ZAVALETA VILLARREAL, Valentina1, MONTELLANO BALLESTEROS, Marisol2 and ALVARADO-ORTEGA, Jesús2, (1)Posgrado en Ciencias Biológicas, Universidad Nacional Autónoma de México, Circuito de la Investigación S/N, Ciudad Universitaria, Distrito Federal, 04510, Mexico, (2)Instituto de Geología, Universidad Nacional Autónoma de México, Circuito de la Investigación S/N, Ciudad Universitaria, Distrito Federal, 04510, Mexico, valentina_zv@yahoo.com.mx

In Mexico, the record of Mosasauroidea is scarce and is restricted to the northeastern part of the country. Recent paleontological work carried on in the State of Puebla, Central Mexico, has resulted in the discovery of remains of marine reptiles from two localities: San José de Gracia and Huehuetla.
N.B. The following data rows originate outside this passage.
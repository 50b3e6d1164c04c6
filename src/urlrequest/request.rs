use crate::base::neterror::NetError;
use crate::dns::{DnsCache, GaiResolver, Resolve};
use crate::http::auth::{Authentication, Digest};
use crate::http::cookies::Cookies;
use crate::http::header::Header;
use crate::http::multipart::Multipart;
use crate::http::options::{Redirects, Timeout};
use crate::http::parameters::Parameters;
use crate::http::requestbody::RequestBody;
use crate::http::response::Response;
use crate::http::streamfactory::{HttpStreamFactory, StreamFactory};
use crate::http::url::Url;
use crate::socket::proxy::ProxySettings;
use crate::socket::tls::{CertificateFile, RevocationLists, SslProtocol, TlsOptions, VerifyPeer};
use crate::urlrequest::job::HttpJob;
use http::Method;
use std::fmt;
use std::path::PathBuf;
use std::sync::Arc;

/// All options of one logical request.
///
/// Setters copy their value in; [`exec`](Self::exec) runs the request,
/// following redirects and answering a digest challenge as configured, and
/// leaves the options untouched so the same request can be sent again.
#[derive(Clone)]
pub struct Request {
    method: Method,
    url: Url,
    parameters: Parameters,
    headers: Header,
    auth: Authentication,
    digest: Digest,
    cookies: Cookies,
    multipart: Option<Multipart>,
    body: RequestBody,
    proxy: Option<ProxySettings>,
    timeout: Timeout,
    redirects: Redirects,
    tls: TlsOptions,
    resolver: Arc<dyn Resolve>,
    dns_cache: Option<DnsCache>,
}

impl Default for Request {
    fn default() -> Self {
        Self {
            method: Method::GET,
            url: Url::default(),
            parameters: Parameters::new(),
            headers: Header::new(),
            auth: Authentication::default(),
            digest: Digest::default(),
            cookies: Cookies::new(),
            multipart: None,
            body: RequestBody::Empty,
            proxy: None,
            timeout: Timeout::default(),
            redirects: Redirects::default(),
            tls: TlsOptions::default(),
            resolver: Arc::new(GaiResolver::new()),
            dns_cache: None,
        }
    }
}

impl Request {
    /// A `method` request to `url`. Fails for relative URLs.
    pub fn new(method: Method, url: impl Into<Url>) -> Result<Self, NetError> {
        let mut request = Self {
            method,
            ..Self::default()
        };
        request.set_url(url)?;
        Ok(request)
    }

    /// Set the target. Only absolute URLs are accepted.
    pub fn set_url(&mut self, url: impl Into<Url>) -> Result<(), NetError> {
        let url = url.into();
        if url.is_relative() {
            return Err(NetError::RelativeUrl(url.to_string()));
        }
        self.url = url;
        Ok(())
    }

    pub fn set_method(&mut self, method: Method) {
        self.method = method;
    }

    pub fn set_parameters(&mut self, parameters: Parameters) {
        self.parameters = parameters;
    }

    /// Replace the custom headers.
    pub fn set_headers(&mut self, headers: Header) {
        self.headers = headers;
    }

    /// Set one custom header, replacing an earlier value.
    pub fn set_header(&mut self, name: impl Into<String>, value: impl Into<String>) {
        self.headers.insert(name, value);
    }

    /// Basic credentials, sent as `Authorization: Basic …` unless an
    /// `Authorization` header is set explicitly.
    pub fn set_auth(&mut self, auth: Authentication) {
        self.auth = auth;
    }

    /// Credentials used to answer a `401` digest challenge.
    pub fn set_digest(&mut self, digest: Digest) {
        self.digest = digest;
    }

    pub fn set_cookies(&mut self, cookies: Cookies) {
        self.cookies = cookies;
    }

    pub fn set_multipart(&mut self, multipart: Multipart) {
        self.multipart = Some(multipart);
    }

    /// Raw request body. Setting a non-empty body turns the request into a
    /// POST.
    pub fn set_body(&mut self, body: impl Into<RequestBody>) {
        self.body = body.into();
        if !self.body.is_empty() {
            self.method = Method::POST;
        }
    }

    pub fn set_proxy(&mut self, proxy: ProxySettings) {
        self.proxy = Some(proxy);
    }

    pub fn set_timeout(&mut self, timeout: impl Into<Timeout>) {
        self.timeout = timeout.into();
    }

    /// How many redirects may be followed. Zero (the default) follows none.
    pub fn set_redirects(&mut self, redirects: impl Into<Redirects>) {
        self.redirects = redirects.into();
    }

    pub fn set_tls_options(&mut self, tls: TlsOptions) {
        self.tls = tls;
    }

    pub fn set_certificate_file(&mut self, certificate: impl Into<CertificateFile>) {
        self.tls.certificate = Some(certificate.into());
    }

    pub fn set_ca_bundle(&mut self, bundle: impl Into<PathBuf>) {
        self.tls.ca_bundle = Some(bundle.into());
    }

    pub fn set_revocation_lists(&mut self, lists: impl Into<RevocationLists>) {
        self.tls.revocation_lists = Some(lists.into());
    }

    pub fn set_ssl_protocol(&mut self, protocol: SslProtocol) {
        self.tls.protocol = protocol;
    }

    pub fn set_verify_peer(&mut self, verify: impl Into<VerifyPeer>) {
        self.tls.verify_peer = verify.into();
    }

    pub fn set_resolver(&mut self, resolver: Arc<dyn Resolve>) {
        self.resolver = resolver;
    }

    /// Share a DNS cache with other requests.
    pub fn set_dns_cache(&mut self, cache: DnsCache) {
        self.dns_cache = Some(cache);
    }

    pub fn method(&self) -> &Method {
        &self.method
    }

    pub fn url(&self) -> &Url {
        &self.url
    }

    pub fn parameters(&self) -> &Parameters {
        &self.parameters
    }

    pub fn headers(&self) -> &Header {
        &self.headers
    }

    pub fn auth(&self) -> &Authentication {
        &self.auth
    }

    pub fn digest(&self) -> &Digest {
        &self.digest
    }

    pub fn cookies(&self) -> &Cookies {
        &self.cookies
    }

    pub fn multipart(&self) -> Option<&Multipart> {
        self.multipart.as_ref()
    }

    pub fn body(&self) -> &RequestBody {
        &self.body
    }

    pub fn proxy(&self) -> Option<&ProxySettings> {
        self.proxy.as_ref()
    }

    pub fn timeout(&self) -> Timeout {
        self.timeout
    }

    pub fn redirects(&self) -> Redirects {
        self.redirects
    }

    pub fn tls_options(&self) -> &TlsOptions {
        &self.tls
    }

    pub fn verify_peer(&self) -> VerifyPeer {
        self.tls.verify_peer
    }

    pub fn resolver(&self) -> &Arc<dyn Resolve> {
        &self.resolver
    }

    pub fn dns_cache(&self) -> Option<&DnsCache> {
        self.dns_cache.as_ref()
    }

    /// Run the request and return the final response.
    ///
    /// HTTP error statuses are returned as responses; only configuration,
    /// connection, TLS and framing failures are errors.
    pub fn exec(&self) -> Result<Response, NetError> {
        self.exec_with(&HttpStreamFactory)
    }

    /// Run the request over transports created by `factory`.
    pub fn exec_with(&self, factory: &dyn StreamFactory) -> Result<Response, NetError> {
        HttpJob::new(self.clone(), factory).run()
    }

    // The engine's working copy changes as redirects are followed.
    pub(crate) fn url_mut(&mut self) -> &mut Url {
        &mut self.url
    }

    /// Drop everything a body could be built from (303 handling).
    pub(crate) fn clear_body(&mut self) {
        self.parameters = Parameters::new();
        self.multipart = None;
        self.body = RequestBody::Empty;
        self.headers.remove("Content-Type");
        self.headers.remove("Content-Length");
    }

    pub(crate) fn take_redirect(&mut self) -> bool {
        self.redirects.take()
    }
}

impl fmt::Debug for Request {
    fn fmt(&self, f: &mut fmt::Formatter<'_>) -> fmt::Result {
        f.debug_struct("Request")
            .field("method", &self.method)
            .field("url", &self.url)
            .field("headers", &self.headers)
            .field("proxy", &self.proxy)
            .field("timeout", &self.timeout)
            .field("redirects", &self.redirects)
            .field("tls", &self.tls)
            .finish_non_exhaustive()
    }
}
San José de Gracia Quarry is of Turonian age; the mosasaur material includes the anterior part of the premaxilla and the right maxilla of the same individual. Tooth roots largely exposed in medial view and the strongly recurved teeth are diagnostic characters of the members of the Subfamily Yaguarasaurinae, which is a small and poorly known group of Turonian mosasaurs. The geographic distribution of this subfamily includes Italy, Colombia and Texas. The Mexican record represents a midpoint in the Proto-Atlantic between United States, Colombia and Europe. The locality of Huehuetla is of Aptian-Cenomanian age. Three specimens were recovered: one consists of a series of articulated caudal vertebrae; the second includes a set of thoracic vertebrae with a fragmented hindlimb; and the third includes the skull, the anterior axial skeleton and part of the forelimbs. These specimens posses some diagnostic characters of Aigialosauridae, such as the intramandibular joint, the quadrate rami of parietal extending posteriorly to the foramen magnum and the tail laterally compressed with elongate, posteriorly angled neural and haemal spines on caudal vertebrae; they resemble the taxa described from the Turonian Mexican locality of Vallecillo, Nuevo Leon. Aigialosaurs are primarily registered from Europe and there are some fragmentary records from United States. The Huehuetla specimens represent the most complete basal mosasauroids specimens, and the southernmost record in the American continent; possibly they are the oldest. Aigialosauridae is considered, by some authors, as the basal group of the Superfamily Mosasauroidea; the Mexican specimens are important because they will provide new information for the interpretation of the evolutionary relationships of the group.